Aα-Val360, produced specifically when fibrinogen is cleaved by neutrophil elastase, has been measured in the plasma of COPD patients and found to correlate with multiple severity markers and rise during exacerbations, although it has not yet been studied in bronchiectasis [117, 118]. Another degradation product, desmosine, which is released when elastin (a key component of the extracellular matrix in blood vessels and the lung) is degraded by neutrophil elastase, was found to correlate with both sputum neutrophil elastase and severe exacerbations in bronchiectasis [39, 119]. In cardiovascular disease, plasma desmosine is associated with greater atherosclerotic burden and poorer outcomes after myocardial infarction [120, 121]. In bronchiectasis, Huang and co-workers [74, 120, 121] demonstrated a link between serum desmosine and increased cardiovascular mortality, including when other risk factors such as age and comorbidities were adjusted for.

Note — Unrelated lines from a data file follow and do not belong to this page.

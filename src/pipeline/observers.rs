//! Observer implementations for training pipelines
//!
//! Observers allow composable data collection during training without coupling
//! training logic to specific output formats.

use std::{
    fs::File,
    io::{BufWriter, Write},
    path::Path,
    sync::{Arc, Mutex},
};

use indicatif::{ProgressBar, ProgressStyle};
use serde::{Deserialize, Serialize};

use crate::{
    Result,
    error::Error,
    ports::{EpisodeSummary, Observer},
};

/// Shared observers stay readable after the pipeline takes ownership of a
/// clone of the handle.
impl<O: Observer> Observer for Arc<Mutex<O>> {
    fn on_training_start(&mut self, total_episodes: usize) -> Result<()> {
        lock(self).on_training_start(total_episodes)
    }

    fn on_episode_start(&mut self, episode: usize) -> Result<()> {
        lock(self).on_episode_start(episode)
    }

    fn on_step(&mut self, episode: usize, step: usize, reward: f64) -> Result<()> {
        lock(self).on_step(episode, step, reward)
    }

    fn on_episode_end(&mut self, summary: &EpisodeSummary) -> Result<()> {
        lock(self).on_episode_end(summary)
    }

    fn on_training_end(&mut self) -> Result<()> {
        lock(self).on_training_end()
    }
}

fn lock<O>(shared: &Mutex<O>) -> std::sync::MutexGuard<'_, O> {
    shared
        .lock()
        .unwrap_or_else(|poisoned| poisoned.into_inner())
}

/// Progress bar observer - Shows training progress
pub struct ProgressObserver {
    progress_bar: Option<ProgressBar>,
    total_steps: usize,
}

impl ProgressObserver {
    pub fn new() -> Self {
        Self {
            progress_bar: None,
            total_steps: 0,
        }
    }
}

impl Default for ProgressObserver {
    fn default() -> Self {
        Self::new()
    }
}

impl Observer for ProgressObserver {
    fn on_training_start(&mut self, total_episodes: usize) -> Result<()> {
        let pb = ProgressBar::new(total_episodes as u64);
        pb.set_style(
            ProgressStyle::default_bar()
                .template("[{elapsed_precise}] {bar:40.cyan/blue} {pos}/{len} episodes ({msg})")
                .map_err(|e| Error::ProgressBarTemplate {
                    message: e.to_string(),
                })?
                .progress_chars("=>-"),
        );
        self.progress_bar = Some(pb);
        Ok(())
    }

    fn on_episode_end(&mut self, summary: &EpisodeSummary) -> Result<()> {
        self.total_steps = summary.total_steps;
        if let Some(pb) = &self.progress_bar {
            pb.set_position(summary.episode as u64 + 1);
            pb.set_message(format!(
                "last: {} steps, total: {}",
                summary.steps, summary.total_steps
            ));
        }
        Ok(())
    }

    fn on_training_end(&mut self) -> Result<()> {
        if let Some(pb) = &self.progress_bar {
            pb.finish_with_message(format!("{} steps", self.total_steps));
        }
        Ok(())
    }
}

/// Metrics observer - Tracks per-episode lengths and returns
#[derive(Debug, Default)]
pub struct MetricsObserver {
    episode_lengths: Vec<usize>,
    returns: Vec<f64>,
    terminated: usize,
}

/// Summary of training metrics
#[derive(Debug, Clone, PartialEq, Serialize, Deserialize)]
pub struct MetricsSummary {
    pub episodes: usize,
    pub total_steps: usize,
    pub terminated: usize,
    pub mean_episode_length: f64,
    pub mean_return: f64,
    pub shortest_episode: Option<usize>,
}

impl MetricsObserver {
    pub fn new() -> Self {
        Self::default()
    }

    /// A metrics observer that can be read after training.
    pub fn shared() -> Arc<Mutex<Self>> {
        Arc::new(Mutex::new(Self::new()))
    }

    pub fn episode_lengths(&self) -> &[usize] {
        &self.episode_lengths
    }

    pub fn returns(&self) -> &[f64] {
        &self.returns
    }

    /// Mean length of the last `window` episodes
    pub fn recent_mean_length(&self, window: usize) -> f64 {
        let start = self.episode_lengths.len().saturating_sub(window);
        mean_length(&self.episode_lengths[start..])
    }

    pub fn summary(&self) -> MetricsSummary {
        let episodes = self.returns.len();
        MetricsSummary {
            episodes,
            total_steps: self.episode_lengths.iter().sum(),
            terminated: self.terminated,
            mean_episode_length: mean_length(&self.episode_lengths),
            mean_return: if episodes == 0 {
                0.0
            } else {
                self.returns.iter().sum::<f64>() / episodes as f64
            },
            shortest_episode: self.episode_lengths.iter().copied().min(),
        }
    }
}

fn mean_length(lengths: &[usize]) -> f64 {
    if lengths.is_empty() {
        0.0
    } else {
        lengths.iter().sum::<usize>() as f64 / lengths.len() as f64
    }
}

impl Observer for MetricsObserver {
    fn on_episode_end(&mut self, summary: &EpisodeSummary) -> Result<()> {
        self.episode_lengths.push(summary.steps);
        self.returns.push(summary.total_return);
        if summary.terminated {
            self.terminated += 1;
        }
        Ok(())
    }
}

/// One point of the steps-versus-episodes learning curve
#[derive(Debug, Clone, Copy, PartialEq, Eq, Serialize, Deserialize)]
pub struct CurvePoint {
    pub total_steps: usize,
    pub episodes: usize,
}

/// Learning curve observer - Writes cumulative steps against completed
/// episodes as CSV, starting from the origin
pub struct LearningCurveObserver {
    writer: csv::Writer<File>,
}

impl LearningCurveObserver {
    pub fn new<P: AsRef<Path>>(path: P) -> Result<Self> {
        let writer = csv::Writer::from_path(path)?;
        Ok(Self { writer })
    }
}

impl Observer for LearningCurveObserver {
    fn on_training_start(&mut self, _total_episodes: usize) -> Result<()> {
        self.writer.serialize(CurvePoint {
            total_steps: 0,
            episodes: 0,
        })?;
        Ok(())
    }

    fn on_episode_end(&mut self, summary: &EpisodeSummary) -> Result<()> {
        self.writer.serialize(CurvePoint {
            total_steps: summary.total_steps,
            episodes: summary.episode + 1,
        })?;
        Ok(())
    }

    fn on_training_end(&mut self) -> Result<()> {
        self.writer.flush()?;
        Ok(())
    }
}

/// JSONL observer - Exports one episode summary per line
pub struct JsonlObserver {
    writer: BufWriter<File>,
}

impl JsonlObserver {
    pub fn new<P: AsRef<Path>>(path: P) -> Result<Self> {
        let file = File::create(path)?;
        Ok(Self {
            writer: BufWriter::new(file),
        })
    }
}

impl Observer for JsonlObserver {
    fn on_episode_end(&mut self, summary: &EpisodeSummary) -> Result<()> {
        serde_json::to_writer(&mut self.writer, summary)?;
        writeln!(&mut self.writer)?;
        Ok(())
    }

    fn on_training_end(&mut self) -> Result<()> {
        self.writer.flush()?;
        Ok(())
    }
}
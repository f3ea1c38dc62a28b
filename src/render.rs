//! Text rendering of labelled coordinate sets
//!
//! Layers are drawn in the order given; where several layers contain the same
//! cell, the last one wins. Rendering is for debugging and demos only and the
//! output format carries no compatibility guarantee.

use std::collections::BTreeSet;

use crate::grid::Coordinate;

/// A labelled set of cells.
#[derive(Debug, Clone, PartialEq, Eq)]
pub struct Layer {
    pub label: char,
    pub cells: BTreeSet<Coordinate>,
}

impl Layer {
    pub fn new(label: char, cells: impl IntoIterator<Item = Coordinate>) -> Self {
        Self {
            label,
            cells: cells.into_iter().collect(),
        }
    }
}

/// Renders ordered layers onto a character grid.
#[derive(Debug, Clone, Copy)]
pub struct GridRenderer {
    blank: char,
}

impl GridRenderer {
    pub fn new() -> Self {
        Self { blank: ' ' }
    }

    /// Character used for cells no layer covers.
    pub fn with_blank(mut self, blank: char) -> Self {
        self.blank = blank;
        self
    }

    /// Render the inclusive window between `bottom_left` and `top_right`.
    ///
    /// Rows run from `top_right.y` down to `bottom_left.y`, columns left to
    /// right. Every cell is followed by a space and every row by a newline.
    pub fn render(&self, bottom_left: Coordinate, top_right: Coordinate, layers: &[Layer]) -> String {
        let mut out = String::new();
        for y in (bottom_left.y..=top_right.y).rev() {
            for x in bottom_left.x..=top_right.x {
                let cell = Coordinate::new(x, y);
                let label = layers
                    .iter()
                    .rev()
                    .find(|layer| layer.cells.contains(&cell))
                    .map_or(self.blank, |layer| layer.label);
                out.push(label);
                out.push(' ');
            }
            out.push('\n');
        }
        out
    }
}

impl Default for GridRenderer {
    fn default() -> Self {
        Self::new()
    }
}

/// Render with the default blank character.
pub fn render_layers(bottom_left: Coordinate, top_right: Coordinate, layers: &[Layer]) -> String {
    GridRenderer::default().render(bottom_left, top_right, layers)
}

#[cfg(test)]
mod tests {
    use super::*;

    #[test]
    fn test_rows_are_top_down() {
        let layers = [Layer::new('#', [Coordinate::new(0, 1)])];
        let out = render_layers(Coordinate::new(0, 0), Coordinate::new(1, 1), &layers);
        assert_eq!(out, "#   \n    \n");
    }

    #[test]
    fn test_last_layer_wins() {
        let cell = Coordinate::new(0, 0);
        let layers = [Layer::new('a', [cell]), Layer::new('b', [cell])];
        assert_eq!(render_layers(cell, cell, &layers), "b \n");

        let reversed = [Layer::new('b', [cell]), Layer::new('a', [cell])];
        assert_eq!(render_layers(cell, cell, &reversed), "a \n");
    }

    #[test]
    fn test_custom_blank() {
        let out = GridRenderer::new().with_blank('.').render(
            Coordinate::new(1, 1),
            Coordinate::new(3, 1),
            &[Layer::new('o', [Coordinate::new(2, 1)])],
        );
        assert_eq!(out, ". o . \n");
    }
}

Systemic inflammation is also associated with platelet aggregation at sites of infection [122]. In a study by Aliberti et al. [70] of 1771 bronchiectasis patients, those with thrombocytosis experienced more severe disease, poorer quality of life, higher exacerbation risk severity and higher 3- and 5-year mortality. Méndez et al. [71] found that soluble p-selectin, a marker of platelet activation also involved in leukocyte recruitment, was increased in severe bronchiectasis, further supporting the association between platelet aggregation and activation and bronchiectasis severity.

Levels of intracellular adhesion molecule (ICAM)-1 and vascular cell adhesion molecule (VCAM)-1 are also upregulated through inflammatory pathways in bronchiectasis [67, 123]. In particular, circulating ICAM-1, which is released by endothelial cells and immune cells and regulates neutrophil transmigration into the airways, is associated with radiological severity and sputum bacterial load and decreases following treatment with intravenous and nebulised antibiotics [44, 50, 52, 124]. Both ICAM-1 and VCAM-1 are linked to vascular inflammation and cardiovascular disorders [125].

Bronchiectasis is associated with increased cardiovascular risk. ∼30% of patients with bronchiectasis have a cardiovascular comorbidity and this risk increases with disease severity [12, 126, 127]. These markers provide insight into possible mechanisms behind the relationship between neutrophilic lung inflammation, systemic inflammation, exacerbations and cardiovascular disease and may in future aid risk stratification and targeted interventions to address cardiovascular risk in bronchiectasis [128].